この引用の後半の「只で得るもの」、「後でやって来る請求書」の解釈は難しいが。

この「昔の恋人同士が本当の友人になれる」ということに共感を覚えた。自分でも、今本当に「良い友達」として付き合っている女性に、昔恋愛感情を抱いていたことが多いのに気付いたからだ。好きだったけど、色々な事情でその女性と一緒になることには至らなかった。しかし、そんな女性と今も「良いお付き合い」をさせていただいていることは確かだ。

確かに、主人公のジェイクとブレットとは固い友情で結ばれているようだ。そして、ジェイク、マイケルなど、ブレットを巡る男性たちには、それぞれ「ブレットの自由と意思を尊重する」というルールが存在する。その「掟破り」がロバートだ。彼はブレットと一緒に休暇を過ごした後、自分を「大勢の友人の中のひとり」として位置づけることができない。その結果、ブレットが他の男といることに耐えられなくなり、暴力に訴える。

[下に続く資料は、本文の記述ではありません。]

use serde::{Deserialize, Serialize};

/// Opaque user/session information handed to the access layer.
///
/// The role is carried as the raw claim string; interpreting it against the
/// closed role set is the domain's job, so unknown claims survive intact.
#[derive(Debug, Clone, PartialEq, Eq, Serialize, Deserialize)]
pub struct UserIdentity {
    subject: String,
    display_name: String,
    email: Option<String>,
    role_claim: String,
}

impl UserIdentity {
    /// Creates a user identity from session data.
    #[must_use]
    pub fn new(
        subject: impl Into<String>,
        display_name: impl Into<String>,
        email: Option<String>,
        role_claim: impl Into<String>,
    ) -> Self {
        Self {
            subject: subject.into(),
            display_name: display_name.into(),
            email,
            role_claim: role_claim.into(),
        }
    }

    /// Returns the stable subject claim from the identity provider.
    #[must_use]
    pub fn subject(&self) -> &str {
        self.subject.as_str()
    }

    /// Returns the display name for the current user.
    #[must_use]
    pub fn display_name(&self) -> &str {
        self.display_name.as_str()
    }

    /// Returns the email, if the provider returned one.
    #[must_use]
    pub fn email(&self) -> Option<&str> {
        self.email.as_deref()
    }

    /// Returns the raw role claim attached to the session.
    #[must_use]
    pub fn role_claim(&self) -> &str {
        self.role_claim.as_str()
    }
}
use std::collections::BTreeSet;
use std::fmt::{Display, Formatter};
use std::str::FromStr;

use intraextra_core::AppError;
use serde::{Deserialize, Serialize};

/// Access level tag attached to every user session.
#[derive(Debug, Clone, Copy, PartialEq, Eq, Hash, PartialOrd, Ord, Serialize, Deserialize)]
pub enum Role {
    /// Full unrestricted access.
    Master,
    /// Broad access with financial visibility and team management.
    Senior,
    /// Standard access with limited financial visibility.
    Mid,
    /// Restricted access to assigned projects only.
    External,
    /// Read-all access for compliance and financial review.
    #[serde(rename = "HR_Finance")]
    HrFinance,
}

/// Ordered set of roles used by allow-lists.
pub type RoleSet = BTreeSet<Role>;

impl Role {
    /// Returns the stable wire value for this role.
    #[must_use]
    pub fn as_str(&self) -> &'static str {
        match self {
            Self::Master => "Master",
            Self::Senior => "Senior",
            Self::Mid => "Mid",
            Self::External => "External",
            Self::HrFinance => "HR_Finance",
        }
    }

    /// Returns all known roles.
    #[must_use]
    pub fn all() -> &'static [Self] {
        const ALL: &[Role] = &[
            Role::Master,
            Role::Senior,
            Role::Mid,
            Role::External,
            Role::HrFinance,
        ];

        ALL
    }

    /// Interprets a session role claim, yielding `None` for anything outside
    /// the closed role set.
    #[must_use]
    pub fn from_claim(claim: &str) -> Option<Self> {
        Self::from_str(claim.trim()).ok()
    }

    /// Hierarchy rank; Senior and HR_Finance share a rank.
    #[must_use]
    pub fn rank(&self) -> u8 {
        match self {
            Self::External => 0,
            Self::Mid => 1,
            Self::Senior | Self::HrFinance => 2,
            Self::Master => 3,
        }
    }

    /// Returns the capability set granted to this role.
    #[must_use]
    pub fn capabilities(&self) -> BTreeSet<Capability> {
        let granted: &[Capability] = match self {
            Self::Master => Capability::all(),
            Self::Senior => &[
                Capability::ViewFinancials,
                Capability::ViewAllProjects,
                Capability::ManageTeam,
                Capability::EditRecords,
                Capability::EditLayouts,
            ],
            Self::HrFinance => &[
                Capability::ViewFinancials,
                Capability::ViewAllProjects,
                Capability::EditLayouts,
            ],
            Self::Mid => &[Capability::EditRecords, Capability::EditLayouts],
            Self::External => &[Capability::EditLayouts],
        };

        granted.iter().copied().collect()
    }

    /// Returns whether this role holds the capability.
    #[must_use]
    pub fn has_capability(&self, capability: Capability) -> bool {
        self.capabilities().contains(&capability)
    }

    /// Human-readable summary of the role's access.
    #[must_use]
    pub fn description(&self) -> &'static str {
        match self {
            Self::Master => "Full unrestricted access to all features and data",
            Self::Senior => "Broad access with financial visibility and team management",
            Self::Mid => "Standard access with limited financial visibility",
            Self::External => "Restricted access to assigned projects only",
            Self::HrFinance => "Read-all access for compliance and financial review",
        }
    }

    /// Feature list shown on the profile page.
    #[must_use]
    pub fn accessible_features(&self) -> &'static [&'static str] {
        match self {
            Self::Master => &[
                "View all projects",
                "Edit all data",
                "Manage team",
                "Access financials",
                "Edit financials",
                "System configuration",
                "User management",
            ],
            Self::Senior => &[
                "View all projects",
                "Edit project data",
                "Manage team",
                "Access financials",
                "View reports",
                "Client management",
            ],
            Self::Mid => &[
                "View assigned projects",
                "Edit project data",
                "Limited financial view",
                "Crew management",
                "Operations tracking",
            ],
            Self::External => &[
                "View assigned projects only",
                "Limited data access",
                "Incident reporting",
                "Basic operations view",
            ],
            Self::HrFinance => &[
                "Read all data",
                "Financial analysis",
                "Compliance reporting",
                "No edit permissions",
                "Audit trail access",
            ],
        }
    }

    /// Landing route after sign-in.
    #[must_use]
    pub fn default_page(&self) -> &'static str {
        match self {
            Self::Master => "/dashboard",
            Self::Senior | Self::Mid => "/operations-pipeline",
            Self::External => "/guards-module",
            Self::HrFinance => "/roi-analysis",
        }
    }
}

impl Display for Role {
    fn fmt(&self, formatter: &mut Formatter<'_>) -> std::fmt::Result {
        formatter.write_str(self.as_str())
    }
}

impl FromStr for Role {
    type Err = AppError;

    fn from_str(value: &str) -> Result<Self, Self::Err> {
        match value {
            "Master" => Ok(Self::Master),
            "Senior" => Ok(Self::Senior),
            "Mid" => Ok(Self::Mid),
            "External" => Ok(Self::External),
            "HR_Finance" => Ok(Self::HrFinance),
            _ => Err(AppError::Validation(format!("unknown role '{value}'"))),
        }
    }
}

/// Discrete abilities a role may hold.
#[derive(Debug, Clone, Copy, PartialEq, Eq, Hash, PartialOrd, Ord, Serialize, Deserialize)]
#[serde(rename_all = "snake_case")]
pub enum Capability {
    /// May see monetary figures.
    ViewFinancials,
    /// May change monetary figures.
    EditFinancials,
    /// May list every project rather than assigned ones.
    ViewAllProjects,
    /// May manage team members.
    ManageTeam,
    /// May edit ordinary record data.
    EditRecords,
    /// May customise personal card layouts.
    EditLayouts,
}

impl Capability {
    /// Returns all known capabilities.
    #[must_use]
    pub fn all() -> &'static [Self] {
        const ALL: &[Capability] = &[
            Capability::ViewFinancials,
            Capability::EditFinancials,
            Capability::ViewAllProjects,
            Capability::ManageTeam,
            Capability::EditRecords,
            Capability::EditLayouts,
        ];

        ALL
    }

    /// Returns a stable storage value for this capability.
    #[must_use]
    pub fn as_str(&self) -> &'static str {
        match self {
            Self::ViewFinancials => "view_financials",
            Self::EditFinancials => "edit_financials",
            Self::ViewAllProjects => "view_all_projects",
            Self::ManageTeam => "manage_team",
            Self::EditRecords => "edit_records",
            Self::EditLayouts => "edit_layouts",
        }
    }
}

/// Classification of a displayed value for masking purposes.
#[derive(Debug, Clone, Copy, PartialEq, Eq, Hash, Serialize, Deserialize)]
#[serde(rename_all = "snake_case")]
pub enum DataSensitivity {
    /// Monetary figures.
    Financial,
    /// Everything else.
    General,
}

/// One static permission rule for a section action.
#[derive(Debug, Clone, Copy, PartialEq, Eq)]
pub struct PermissionRecord {
    /// Module the section belongs to.
    pub module: &'static str,
    /// Section identifier.
    pub section: &'static str,
    /// Action name such as `view` or `edit`.
    pub action: &'static str,
    /// Whether the section carries financial data.
    pub is_financial: bool,
    /// Roles allowed to perform the action.
    pub allowed_roles: &'static [Role],
}

const FINANCIAL_READERS: &[Role] = &[Role::Master, Role::Senior, Role::HrFinance];
const FINANCIAL_EDITORS: &[Role] = &[Role::Master, Role::Senior];

/// Explicit per-section action rules. Pairs not listed fall back to the
/// default action policy.
pub const SECTION_ACTION_RULES: &[PermissionRecord] = &[
    PermissionRecord {
        module: "proposal-data",
        section: "fees-overview",
        action: "view",
        is_financial: true,
        allowed_roles: FINANCIAL_READERS,
    },
    PermissionRecord {
        module: "proposal-data",
        section: "fees-overview",
        action: "edit",
        is_financial: true,
        allowed_roles: FINANCIAL_EDITORS,
    },
    PermissionRecord {
        module: "roi-analysis",
        section: "roi-analysis",
        action: "view",
        is_financial: true,
        allowed_roles: FINANCIAL_READERS,
    },
    PermissionRecord {
        module: "roi-analysis",
        section: "roi-analysis",
        action: "edit",
        is_financial: true,
        allowed_roles: FINANCIAL_EDITORS,
    },
    PermissionRecord {
        module: "crew-management",
        section: "crew-costs",
        action: "view",
        is_financial: true,
        allowed_roles: FINANCIAL_READERS,
    },
    PermissionRecord {
        module: "crew-management",
        section: "crew-costs",
        action: "edit",
        is_financial: true,
        allowed_roles: &[Role::Master],
    },
];

/// Roles permitted to open each named module at all.
pub const MODULE_ACCESS: &[(&str, &[Role])] = &[
    (
        "proposal-data",
        &[
            Role::Master,
            Role::Senior,
            Role::Mid,
            Role::External,
            Role::HrFinance,
        ],
    ),
    ("discovery-sales", &[Role::Master, Role::Senior, Role::Mid]),
    ("roi-analysis", FINANCIAL_READERS),
    (
        "operations-pipeline",
        &[Role::Master, Role::Senior, Role::Mid, Role::External],
    ),
    (
        "logistics",
        &[Role::Master, Role::Senior, Role::Mid, Role::External],
    ),
    ("crew-management", &[Role::Master, Role::Senior, Role::Mid]),
    (
        "guards-module",
        &[Role::Master, Role::Senior, Role::Mid, Role::External],
    ),
    (
        "client-relationship",
        &[Role::Master, Role::Senior, Role::Mid],
    ),
];

/// Roles permitted to export each data category.
pub const EXPORT_ACCESS: &[(&str, &[Role])] = &[
    ("financial", FINANCIAL_READERS),
    ("crew", FINANCIAL_EDITORS),
    ("operations", &[Role::Master, Role::Senior, Role::Mid]),
    ("client", FINANCIAL_EDITORS),
];
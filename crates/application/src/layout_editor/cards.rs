use intraextra_core::{AppError, AppResult};
use intraextra_domain::{Field, FieldKind, FieldList, FieldUpdate, GridSpan, SectionAccess};
use uuid::Uuid;

use super::*;

const NEW_CARD_KIND: &str = "custom";
const NEW_CARD_SPAN: (u32, u32) = (6, 4);
const NEW_CARD_FIELD_LABEL: &str = "New Field";

impl LayoutController {
    /// Appends a custom card at the grid origin with one text field.
    ///
    /// Returns the generated card id, or `None` outside edit mode.
    pub fn add_section(&mut self, title: &str) -> AppResult<Option<String>> {
        if !self.editing() {
            return Ok(None);
        }
        if title.trim().is_empty() {
            return Err(AppError::Validation(
                "card title cannot be empty".to_owned(),
            ));
        }

        let field = Field::new(
            format!("field-{}", Uuid::new_v4()),
            NEW_CARD_FIELD_LABEL,
            FieldKind::Text,
            false,
            false,
        )?;
        let section = Section::new(
            format!("card-{}", Uuid::new_v4()),
            title.trim(),
            NEW_CARD_KIND,
            GridCell::new(1, 1),
            GridSpan::new(NEW_CARD_SPAN.0, NEW_CARD_SPAN.1),
            SectionAccess::Open,
            FieldList::new(vec![field])?,
        )?;

        let section_id = section.id().as_str().to_owned();
        self.sections.push(section);
        self.touch();

        Ok(Some(section_id))
    }

    /// Deletes a card.
    pub fn remove_section(&mut self, section_id: &str) -> bool {
        if !self.editing() {
            return false;
        }

        let before = self.sections.len();
        self.sections
            .retain(|section| section.id().as_str() != section_id);
        if self.sections.len() == before {
            return false;
        }

        self.overflowing.remove(section_id);
        self.touch();
        true
    }

    /// Renames a card. Blank titles are rejected.
    pub fn rename_section(&mut self, section_id: &str, title: &str) -> AppResult<bool> {
        if !self.editing() {
            return Ok(false);
        }
        let Some(section) = self.section_mut(section_id) else {
            return Ok(false);
        };

        section.rename(title.trim())?;
        self.touch();
        Ok(true)
    }

    /// Appends a new field of the given type tag to a card.
    ///
    /// Returns the generated field id.
    pub fn add_field(&mut self, section_id: &str, type_tag: &str) -> AppResult<Option<String>> {
        if !self.editing() {
            return Ok(None);
        }
        let kind = type_tag.parse::<FieldKind>()?;
        let Some(section) = self.section_mut(section_id) else {
            return Ok(None);
        };

        let field = Field::new_of_kind(kind)?;
        let field_id = field.id().as_str().to_owned();
        section.fields_mut().push(field)?;
        self.touch();

        Ok(Some(field_id))
    }

    /// Edits a field in place.
    pub fn update_field(
        &mut self,
        section_id: &str,
        field_id: &str,
        update: FieldUpdate,
    ) -> AppResult<bool> {
        if !self.editing() {
            return Ok(false);
        }
        let Some(section) = self.section_mut(section_id) else {
            return Ok(false);
        };

        let updated = section.fields_mut().update(field_id, update)?;
        if updated {
            self.touch();
        }
        Ok(updated)
    }

    /// Removes a field from a card.
    pub fn remove_field(&mut self, section_id: &str, field_id: &str) -> bool {
        self.edit_fields(section_id, |fields| fields.remove(field_id).is_some())
    }

    /// Swaps a field with the one above it.
    pub fn move_field_up(&mut self, section_id: &str, field_id: &str) -> bool {
        self.edit_fields(section_id, |fields| fields.move_up(field_id))
    }

    /// Swaps a field with the one below it.
    pub fn move_field_down(&mut self, section_id: &str, field_id: &str) -> bool {
        self.edit_fields(section_id, |fields| fields.move_down(field_id))
    }

    fn edit_fields(
        &mut self,
        section_id: &str,
        edit: impl FnOnce(&mut FieldList) -> bool,
    ) -> bool {
        if !self.editing() {
            return false;
        }
        let Some(section) = self.section_mut(section_id) else {
            return false;
        };

        let changed = edit(section.fields_mut());
        if changed {
            self.touch();
        }
        changed
    }
}
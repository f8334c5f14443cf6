use std::env;
use std::net::{IpAddr, SocketAddr};
use std::path::PathBuf;
use std::str::FromStr;
use std::time::Duration;

use intraextra_core::AppError;
use tracing_subscriber::EnvFilter;

#[derive(Debug, Clone)]
pub struct ApiConfig {
    pub api_host: String,
    pub api_port: u16,
    pub frontend_url: String,
    pub layout_storage_dir: PathBuf,
    pub layout_remote_url: Option<String>,
    pub layout_remote_timeout: Duration,
}

impl ApiConfig {
    pub fn load() -> Result<Self, AppError> {
        let api_host = env::var("API_HOST").unwrap_or_else(|_| "127.0.0.1".to_owned());
        let api_port = env::var("API_PORT")
            .ok()
            .and_then(|value| value.parse::<u16>().ok())
            .unwrap_or(3001);
        let frontend_url =
            env::var("FRONTEND_URL").unwrap_or_else(|_| "http://localhost:3000".to_owned());

        let layout_storage_dir = env::var("LAYOUT_STORAGE_DIR")
            .ok()
            .filter(|value| !value.trim().is_empty())
            .map_or_else(|| PathBuf::from("./data/layouts"), PathBuf::from);
        let layout_remote_url = optional_non_empty_env("LAYOUT_REMOTE_URL");
        let layout_remote_timeout_seconds = optional_non_empty_env("LAYOUT_REMOTE_TIMEOUT_SECONDS")
            .map(|value| {
                value.parse::<u64>().map_err(|error| {
                    AppError::Validation(format!("invalid LAYOUT_REMOTE_TIMEOUT_SECONDS: {error}"))
                })
            })
            .transpose()?
            .unwrap_or(10);

        if layout_remote_timeout_seconds == 0 {
            return Err(AppError::Validation(
                "LAYOUT_REMOTE_TIMEOUT_SECONDS must be greater than zero".to_owned(),
            ));
        }

        Ok(Self {
            api_host,
            api_port,
            frontend_url,
            layout_storage_dir,
            layout_remote_url,
            layout_remote_timeout: Duration::from_secs(layout_remote_timeout_seconds),
        })
    }

    pub fn socket_address(&self) -> Result<SocketAddr, AppError> {
        let host = IpAddr::from_str(&self.api_host).map_err(|error| {
            AppError::Internal(format!("invalid API_HOST '{}': {error}", self.api_host))
        })?;
        Ok(SocketAddr::from((host, self.api_port)))
    }
}

pub fn init_tracing() {
    let env_filter = EnvFilter::try_from_default_env().unwrap_or_else(|_| EnvFilter::new("info"));

    tracing_subscriber::fmt()
        .with_env_filter(env_filter)
        .with_target(false)
        .compact()
        .init();
}

fn optional_non_empty_env(name: &str) -> Option<String> {
    env::var(name).ok().filter(|value| !value.trim().is_empty())
}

ロバートはジェイクと好対照として描かれ、マイケルの口を通じて何度も「女々しい奴」、「あきらめの悪い奴」とこきおろされている。ロバートのやっていること自体、非難されても仕方がないことのだが、彼がユダヤ人であることにひっかかる。「あのユダヤ人めが」という言葉が何度も飛び交うからだ。一九二六年当時、まだナチスによるユダヤ人弾圧は始まっていなかった。ロバートという人物、ナチス登場以降だったら、現在に至るまで登場できないキャラクターであったろう。

最後、ロメロと駆け落ちしたブレットを、ジェイクがマドリッドまで迎えに行くエピソードがこの物語に、暖かい、そしてやるせない余韻を残している。